A Palavra cumpre a Lei além das próprias expectativas da Lei, ao dar uma ordem ao ex-leproso: Ὕπαγε σεαυτὸν δεῖξον τῷ ἱεϱεῖ ϰαὶ πϱοσένεγϰον τὸ δῶϱον, ὃ πϱ οσέταξεν Mωΰσῆς εἰς μαϱτύϱιον αὐτοῖς (“Vá, mostre-se ao sacerdote e ofereça o presente que Moisés ordenou, como testemunho para eles”). Jesus alude aos ritos de purificação do leproso prescritos em Levítico 14. De forma misteriosa, todo o episódio do leproso em Mateus é um cumprimento composto, na intimidade da vida de uma pessoa, da primeira página do Gênesis (a criação), esta página de Levítico (a Lei) e o “hino quenótico” no segundo capítulo de Filipenses (2:6-11, a redenção).
Um versículo enigmático na passagem de Levítico contém a chave para a unidade simbólica do todo: “O sacerdote ordenará que um pássaro seja sacrificado sobre um vaso de barro sobre água corrente” (14:5). O Verbo ferido que pairava sobre as águas primordiais para suscitar a vida derrama o seu sangue redentor sobre o barro do corpo do homem, comunicando-lhe assim a sua própria natureza alada, que o faz ansiar pelo céu. O ritual prescrito continua: outra ave, não abatida – que é certamente o duplo ressuscitado da primeira ave morta – “é então solta pelo sacerdote sobre o campo” no momento em que o leproso é declarado puro (14:7). Jesus é o Novo Moisés que, no Monte das Bem-Aventuranças, promulgou a Nova Lei, não mais como mediador, mas com a sua própria autoridade divina como Filho de Deus. Ele diz ao ex-leproso, citando Levítico, que “vá mostrar-se ao sacerdote . . . como testemunha para eles.” Uma testemunha de quê? Testemunha da chegada da era da redenção que se consumará na Cruz.
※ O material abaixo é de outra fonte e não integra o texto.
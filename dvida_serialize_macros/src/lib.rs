extern crate proc_macro;

use proc_macro::TokenStream;
use quote::quote;
use syn::{Data, DeriveInput, Fields, Ident, parse_macro_input};

fn make_error(ident: &Ident, msg: &str) -> TokenStream {
    syn::Error::new_spanned(ident, msg)
        .to_compile_error()
        .into()
}

/// Derives `DvSerialize`/`DvDeserialize` for a plain-old-data struct by packing or
/// unpacking its named fields in declaration order.
#[proc_macro_derive(DvDeSer)]
pub fn derive_dv_de_ser(input: TokenStream) -> TokenStream {
    let DeriveInput {
        ident,
        generics,
        data,
        ..
    } = parse_macro_input!(input as DeriveInput);

    let data_struct = match data {
        Data::Struct(data_struct) => data_struct,
        _ => return make_error(&ident, "DvDeSer can only be derived for structs"),
    };

    let fields = match data_struct.fields {
        Fields::Named(named) => named.named,
        _ => return make_error(&ident, "DvDeSer requires named fields"),
    };

    let field_names: Vec<&Ident> = fields
        .iter()
        .map(|f| f.ident.as_ref().expect("named field"))
        .collect();
    let field_types: Vec<&syn::Type> = fields.iter().map(|f| &f.ty).collect();

    let (impl_generics, ty_generics, where_clause) = generics.split_for_impl();

    let serialize_body = field_names.iter().map(|name| {
        quote! {
            written += dvida_serialize::DvSerialize::serialize(
                &self.#name,
                endianness,
                &mut target[written..],
            )?;
        }
    });

    let deserialize_body = field_names.iter().zip(field_types.iter()).map(|(name, ty)| {
        quote! {
            let (#name, consumed) = <#ty as dvida_serialize::DvDeserialize>::deserialize(
                endianness,
                &input[read..],
            )?;
            read += consumed;
        }
    });

    let struct_init = field_names.iter().map(|name| quote! { #name });

    let expanded = quote! {
        impl #impl_generics dvida_serialize::DvSerialize for #ident #ty_generics #where_clause {
            fn serialize(
                &self,
                endianness: dvida_serialize::Endianness,
                target: &mut [u8],
            ) -> Result<usize, dvida_serialize::DvSerErr> {
                let mut written = 0usize;
                #(#serialize_body)*
                Ok(written)
            }
        }

        impl #impl_generics dvida_serialize::DvDeserialize for #ident #ty_generics #where_clause {
            fn deserialize(
                endianness: dvida_serialize::Endianness,
                input: &[u8],
            ) -> Result<(Self, usize), dvida_serialize::DvDeErr> {
                let mut read = 0usize;
                #(#deserialize_body)*
                Ok((
                    Self {
                        #(#struct_init),*
                    },
                    read,
                ))
            }
        }
    };

    expanded.into()
}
Esta cura é uma antecipação simbólica da libertação do homem da lepra do pecado pelo derramamento do sangue do Cordeiro de Deus (Lv 14,12s.), que ao morrer comunica a vida divina que é sua. O poderoso ato de cura de Jesus fornece aqui a exegese que precisaremos para compreender o significado de sua morte na cruz, “fora do arraial”, no lugar habitado pela impureza e pela rejeição. O que então parecerá uma derrota aos olhos incrédulos é aqui explicado antecipadamente como constituindo a transmissão da vida. O sangue de Jesus fluirá então da sua mão para os lugares ocos da morte – descendo da própria mão que agora se estende para tocar e curar a pele e a carne do leproso. A oferta do leproso curado da dádiva prescrita pela Lei completará seu ato total de fé, que começou com uma imploração e agora termina dando testemunho (martyrion , v. 4) a Israel do drama da redenção já sendo encenado em seu meio. . O mártir é aquele que mostra ao mundo na sua carne como Jesus transformou a sua existência. Este leproso que se tornou “mártir” é o modelo do crente.